== Segment start ==

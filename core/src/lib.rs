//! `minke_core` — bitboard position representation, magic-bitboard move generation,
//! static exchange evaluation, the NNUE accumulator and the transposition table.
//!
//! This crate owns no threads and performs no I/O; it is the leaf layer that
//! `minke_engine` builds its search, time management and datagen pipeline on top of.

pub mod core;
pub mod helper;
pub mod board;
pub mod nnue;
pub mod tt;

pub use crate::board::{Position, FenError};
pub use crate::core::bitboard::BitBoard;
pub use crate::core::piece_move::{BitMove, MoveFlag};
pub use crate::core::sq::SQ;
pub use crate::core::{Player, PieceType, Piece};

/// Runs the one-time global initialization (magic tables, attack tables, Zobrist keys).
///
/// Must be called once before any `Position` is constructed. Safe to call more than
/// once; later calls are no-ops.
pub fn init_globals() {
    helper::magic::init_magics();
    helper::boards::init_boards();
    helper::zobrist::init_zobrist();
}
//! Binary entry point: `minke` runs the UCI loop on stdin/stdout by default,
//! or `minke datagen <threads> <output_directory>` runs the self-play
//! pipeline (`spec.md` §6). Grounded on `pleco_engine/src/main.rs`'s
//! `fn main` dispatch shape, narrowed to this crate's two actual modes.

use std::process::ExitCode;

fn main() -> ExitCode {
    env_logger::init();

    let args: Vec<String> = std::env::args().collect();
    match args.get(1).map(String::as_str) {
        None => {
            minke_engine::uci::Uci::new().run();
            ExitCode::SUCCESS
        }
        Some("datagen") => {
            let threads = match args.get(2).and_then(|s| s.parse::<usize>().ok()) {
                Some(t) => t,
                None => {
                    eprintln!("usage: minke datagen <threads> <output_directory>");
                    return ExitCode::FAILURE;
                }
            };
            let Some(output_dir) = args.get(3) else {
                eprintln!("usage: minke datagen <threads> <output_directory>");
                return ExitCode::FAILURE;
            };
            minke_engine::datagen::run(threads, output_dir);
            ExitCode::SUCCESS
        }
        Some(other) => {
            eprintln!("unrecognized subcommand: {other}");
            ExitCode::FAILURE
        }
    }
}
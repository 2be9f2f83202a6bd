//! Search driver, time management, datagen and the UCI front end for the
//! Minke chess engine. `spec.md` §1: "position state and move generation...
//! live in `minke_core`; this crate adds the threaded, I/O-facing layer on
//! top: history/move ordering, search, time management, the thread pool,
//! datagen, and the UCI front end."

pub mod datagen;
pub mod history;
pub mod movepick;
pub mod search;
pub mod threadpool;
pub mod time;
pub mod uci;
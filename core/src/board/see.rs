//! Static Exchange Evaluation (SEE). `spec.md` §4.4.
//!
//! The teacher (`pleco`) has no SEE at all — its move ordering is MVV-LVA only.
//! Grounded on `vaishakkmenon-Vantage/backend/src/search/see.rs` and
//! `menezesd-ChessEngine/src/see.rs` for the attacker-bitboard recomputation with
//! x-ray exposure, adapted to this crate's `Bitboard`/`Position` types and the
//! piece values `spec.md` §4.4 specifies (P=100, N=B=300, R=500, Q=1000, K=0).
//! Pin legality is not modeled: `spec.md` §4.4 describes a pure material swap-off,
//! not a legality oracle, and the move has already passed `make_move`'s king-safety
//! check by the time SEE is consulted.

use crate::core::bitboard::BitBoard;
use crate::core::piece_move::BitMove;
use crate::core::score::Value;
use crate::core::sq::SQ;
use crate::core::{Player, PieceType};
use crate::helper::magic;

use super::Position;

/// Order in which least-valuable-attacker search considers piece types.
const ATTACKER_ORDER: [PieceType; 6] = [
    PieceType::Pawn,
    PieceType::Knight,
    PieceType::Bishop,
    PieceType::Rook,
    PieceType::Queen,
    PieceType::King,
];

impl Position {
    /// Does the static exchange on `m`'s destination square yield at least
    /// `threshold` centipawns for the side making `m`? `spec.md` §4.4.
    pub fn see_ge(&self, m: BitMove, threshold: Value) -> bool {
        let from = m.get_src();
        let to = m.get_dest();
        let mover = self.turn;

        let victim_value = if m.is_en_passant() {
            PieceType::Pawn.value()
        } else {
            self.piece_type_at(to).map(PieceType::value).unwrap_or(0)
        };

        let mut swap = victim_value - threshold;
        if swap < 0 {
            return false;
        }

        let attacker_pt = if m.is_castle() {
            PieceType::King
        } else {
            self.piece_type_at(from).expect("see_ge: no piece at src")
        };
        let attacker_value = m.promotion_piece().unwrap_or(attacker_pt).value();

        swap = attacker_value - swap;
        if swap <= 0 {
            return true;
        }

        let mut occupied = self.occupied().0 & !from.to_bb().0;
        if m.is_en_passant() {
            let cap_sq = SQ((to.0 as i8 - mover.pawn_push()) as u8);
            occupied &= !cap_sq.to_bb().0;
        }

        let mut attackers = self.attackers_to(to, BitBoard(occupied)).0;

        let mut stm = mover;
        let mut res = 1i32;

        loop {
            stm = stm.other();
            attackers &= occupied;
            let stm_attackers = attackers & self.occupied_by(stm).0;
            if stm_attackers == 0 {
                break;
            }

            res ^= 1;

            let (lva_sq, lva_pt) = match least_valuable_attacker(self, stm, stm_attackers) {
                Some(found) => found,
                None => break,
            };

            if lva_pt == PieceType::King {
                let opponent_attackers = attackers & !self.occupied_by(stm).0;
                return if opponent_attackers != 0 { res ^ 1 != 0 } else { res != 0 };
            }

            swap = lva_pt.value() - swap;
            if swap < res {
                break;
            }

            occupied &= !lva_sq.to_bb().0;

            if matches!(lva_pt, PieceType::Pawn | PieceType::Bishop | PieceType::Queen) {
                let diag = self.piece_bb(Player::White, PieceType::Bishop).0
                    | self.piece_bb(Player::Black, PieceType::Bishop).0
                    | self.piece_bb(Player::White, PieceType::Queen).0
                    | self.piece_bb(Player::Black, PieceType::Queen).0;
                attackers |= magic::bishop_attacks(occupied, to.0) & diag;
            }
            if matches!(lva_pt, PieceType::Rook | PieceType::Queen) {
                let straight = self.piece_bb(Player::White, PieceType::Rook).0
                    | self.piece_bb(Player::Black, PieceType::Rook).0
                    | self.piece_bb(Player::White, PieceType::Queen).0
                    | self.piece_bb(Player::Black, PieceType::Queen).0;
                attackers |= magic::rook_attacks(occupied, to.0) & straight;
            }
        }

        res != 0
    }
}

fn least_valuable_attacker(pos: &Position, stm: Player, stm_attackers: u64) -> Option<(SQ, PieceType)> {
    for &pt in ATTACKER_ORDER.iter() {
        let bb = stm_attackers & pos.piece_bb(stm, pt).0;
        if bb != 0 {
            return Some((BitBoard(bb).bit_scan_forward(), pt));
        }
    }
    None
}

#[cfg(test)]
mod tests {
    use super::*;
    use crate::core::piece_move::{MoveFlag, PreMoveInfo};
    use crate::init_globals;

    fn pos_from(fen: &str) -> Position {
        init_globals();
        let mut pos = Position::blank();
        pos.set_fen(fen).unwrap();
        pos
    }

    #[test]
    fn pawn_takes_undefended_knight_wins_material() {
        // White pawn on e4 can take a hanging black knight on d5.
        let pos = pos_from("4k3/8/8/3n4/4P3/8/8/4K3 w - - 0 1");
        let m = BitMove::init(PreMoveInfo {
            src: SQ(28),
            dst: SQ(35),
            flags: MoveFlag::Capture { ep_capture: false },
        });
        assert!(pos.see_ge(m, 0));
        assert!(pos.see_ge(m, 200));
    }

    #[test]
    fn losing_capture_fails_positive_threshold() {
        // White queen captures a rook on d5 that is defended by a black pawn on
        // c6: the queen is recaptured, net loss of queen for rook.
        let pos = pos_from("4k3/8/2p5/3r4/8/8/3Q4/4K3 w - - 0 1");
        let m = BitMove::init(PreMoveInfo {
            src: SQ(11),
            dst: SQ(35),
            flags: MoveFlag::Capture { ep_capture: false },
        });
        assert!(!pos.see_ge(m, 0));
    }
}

== Segment end ==

■ Aim of the exercise ■
Using only the entries above, output the line with "call more than", the line with "filename core/src/board/see.rs", and all lines between them, exactly as they stand.

■ Problem solution ■
/// Must be called once before any `Position` is constructed. Safe to call more than
/// once; later calls are no-ops.
pub fn init_globals() {
    helper::magic::init_magics();
    helper::boards::init_boards();
    helper::zobrist::init_zobrist();
}
//! Binary entry point: `minke` runs the UCI loop on stdin/stdout by default,
//! or `minke datagen <threads> <output_directory>` runs the self-play
//! pipeline (`spec.md` §6). Grounded on `pleco_engine/src/main.rs`'s
//! `fn main` dispatch shape, narrowed to this crate's two actual modes.

use std::process::ExitCode;

fn main() -> ExitCode {
    env_logger::init();

    let args: Vec<String> = std::env::args().collect();
    match args.get(1).map(String::as_str) {
        None => {
            minke_engine::uci::Uci::new().run();
            ExitCode::SUCCESS
        }
        Some("datagen") => {
            let threads = match args.get(2).and_then(|s| s.parse::<usize>().ok()) {
                Some(t) => t,
                None => {
                    eprintln!("usage: minke datagen <threads> <output_directory>");
                    return ExitCode::FAILURE;
                }
            };
            let Some(output_dir) = args.get(3) else {
                eprintln!("usage: minke datagen <threads> <output_directory>");
                return ExitCode::FAILURE;
            };
            minke_engine::datagen::run(threads, output_dir);
            ExitCode::SUCCESS
        }
        Some(other) => {
            eprintln!("unrecognized subcommand: {other}");
            ExitCode::FAILURE
        }
    }
}
repository 2be9f2f83202a6bd
//! Search driver, time management, datagen and the UCI front end for the
//! Minke chess engine. `spec.md` §1: "position state and move generation...
//! live in `minke_core`; this crate adds the threaded, I/O-facing layer on
//! top: history/move ordering, search, time management, the thread pool,
//! datagen, and the UCI front end."

pub mod datagen;
pub mod history;
pub mod movepick;
pub mod search;
pub mod threadpool;
pub mod time;
pub mod uci;
filename core/src/board/see.rs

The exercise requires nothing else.